Exercise objective: Using the entries that follow, collect the lines where the word "parameter" appears.

• • • • • • •

impl<'a> BodyCopier<'a> {
    fn new(
        name_dispenser: &'a mut NameDispenser,
        name_prefix: String,
        replacements: FxHashMap<String, String>,
    ) -> Self {
        Self {
            name_dispenser,
            name_prefix,
            replacements,
        }
    }

    fn copy(mut self, body: &Block) -> Block {
        let mut body = body.clone();
        self.walk_block(&mut body);
        body
    }

    fn walk_block(&mut self, block: &mut Block) {
        for statement in &mut block.statements {
            self.walk_statement(statement);
        }
    }

    fn walk_statement(&mut self, statement: &mut Statement) {
        match statement {
            Statement::Expression(expression) => self.walk_expression(expression),
            Statement::VariableDeclaration { variables, value } => {
                // The declared names are renamed before the initializer is
                // rewritten; the extended mapping is already active inside
                // it and for the rest of the copy.
                for variable in variables.iter_mut() {
                    let hint = format!("{}{}", self.name_prefix, variable.name);
                    let replacement = self.name_dispenser.new_name(&hint);
                    self.replacements
                        .insert(variable.name.clone(), replacement.clone());
                    variable.name = replacement;
                }
                if let Some(value) = value {
                    self.walk_expression(value);
                }
            }
            Statement::Assignment { targets, value } => {
                for target in targets.iter_mut() {
                    self.translate(target);
                }
                self.walk_expression(value);
            }
            Statement::Block(block) => self.walk_block(block),
            Statement::ForLoop {
                pre,
                condition,
                post,
                body,
            } => {
                self.walk_block(pre);
                self.walk_expression(condition);
                self.walk_block(post);
                self.walk_block(body);
            }
            Statement::FunctionDefinition(function) => {
                panic!(
                    "Function `{}` is defined below the top level. The function hoister has to run before inlining.",
                    function.name,
                );
            }
        }
    }

    fn walk_expression(&mut self, expression: &mut Expression) {
        match expression {
            Expression::Literal { .. } => {}
            Expression::Identifier { name } => self.translate(name),
            Expression::Call {
                function,
                arguments,
            } => {
                self.translate(function);
                for argument in arguments {
                    self.walk_expression(argument);
                }
            }
            Expression::Instruction { arguments, .. } => {
                for argument in arguments {
                    self.walk_expression(argument);
                }
            }
        }
    }

    fn translate(&self, name: &mut String) {
        if let Some(replacement) = self.replacements.get(name) {
            *name = replacement.clone();
        }
    }
}

#[cfg(test)]
use crate::ir::BlockBuilder;

#[cfg(test)]
fn push_identity_function(
    body: &mut BlockBuilder,
    name: &str,
    parameter: &str,
    return_variable: &str,
) {
    body.push_function(name, |function| {
        function.parameter(parameter);
        function.return_variable(return_variable);
        function.push_assignment(&[return_variable], Expression::identifier(parameter));
    });
}

#[test]
fn test_calls_to_single_return_functions_are_inlined() {
    // { let y := f(1) }
    // function f(a) -> r { r := a }
    //
    // # becomes:
    // {
    //     let f_a := 1
    //     let f_r
    //     { f_r := f_a }
    //     let y := f_r
    // }
    // function f(a) -> r { r := a }
    let mut program = Program::build(|body| {
        body.push_block(|block| {
            block.push_declaration("y", Expression::call("f", vec![Expression::number("1")]));
        });
        push_identity_function(body, "f", "a", "r");
    });
    program.inline_functions();
    assert_eq!(
        program,
        Program::build(|body| {
            body.push_block(|block| {
                block.push_declaration("f_a", Expression::number("1"));
                block.push_declaration("f_r", None);
                block.push_block(|copy| {
                    copy.push_assignment(&["f_r"], Expression::identifier("f_a"));
                });
                block.push_declaration("y", Expression::identifier("f_r"));
            });
            push_identity_function(body, "f", "a", "r");
        }),
    );
}

#[test]
fn test_argument_evaluation_order_is_preserved() {
    // Inlining the first argument moves its evaluation in front of the
    // statement, so the second argument has to move as well, into a
    // temporary bound after the first argument's expansion.
    let mut program = Program::build(|body| {
        body.push_block(|block| {
            block.push_declaration(
                "y",
                Expression::call(
                    "g",
                    vec![
                        Expression::call("f", vec![Expression::number("1")]),
                        Expression::number("2"),
                    ],
                ),
            );
        });
        push_identity_function(body, "f", "a", "r");
        body.push_function("g", |function| {
            function.parameter("b");
            function.parameter("c");
            function.return_variable("s");
            function.push_assignment(&["s"], Expression::identifier("b"));
        });
    });
    program.inline_functions();
    assert_eq!(
        program,
        Program::build(|body| {
            body.push_block(|block| {
                block.push_declaration("f_a", Expression::number("1"));
                block.push_declaration("f_r", None);
                block.push_block(|copy| {
                    copy.push_assignment(&["f_r"], Expression::identifier("f_a"));
                });
                block.push_declaration("g_c", Expression::number("2"));
                block.push_declaration("g_s", None);
                block.push_block(|copy| {
                    copy.push_assignment(&["g_s"], Expression::identifier("f_r"));
                });
                block.push_declaration("y", Expression::identifier("g_s"));
            });
            push_identity_function(body, "f", "a", "r");
            body.push_function("g", |function| {
                function.parameter("b");
                function.parameter("c");
                function.return_variable("s");
                function.push_assignment(&["s"], Expression::identifier("b"));
            });
        }),
    );
}

#[test]
fn test_calls_to_multi_return_functions_stay() {
    let input = Program::build(|body| {
        body.push_block(|block| {
            block.push_declarations(
                &["u", "v"],
                Expression::call("pair", vec![Expression::number("7")]),
            );
        });
        body.push_function("pair", |function| {
            function.parameter("p");
            function.return_variable("s");
            function.return_variable("t");
            function.push_assignment(&["s"], Expression::identifier("p"));
            function.push_assignment(&["t"], Expression::identifier("p"));
        });
    });
    let mut program = input.clone();
    program.inline_functions();
    assert_eq!(program, input);
}

#[test]
fn test_calls_to_functions_without_return_variables_stay() {
    let input = Program::build(|body| {
        body.push_block(|block| {
            block.push_expression(Expression::call("log", vec![Expression::number("7")]));
        });
        body.push_function("log", |function| {
            function.parameter("p");
        });
    });
    let mut program = input.clone();
    program.inline_functions();
    assert_eq!(program, input);
}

• • • • • • •

Exercise response:
    parameter: &str,
        function.parameter(parameter);
        function.push_assignment(&[return_variable], Expression::identifier(parameter));
            function.parameter("b");
            function.parameter("c");
                function.parameter("b");
                function.parameter("c");
            function.parameter("p");
            function.parameter("p");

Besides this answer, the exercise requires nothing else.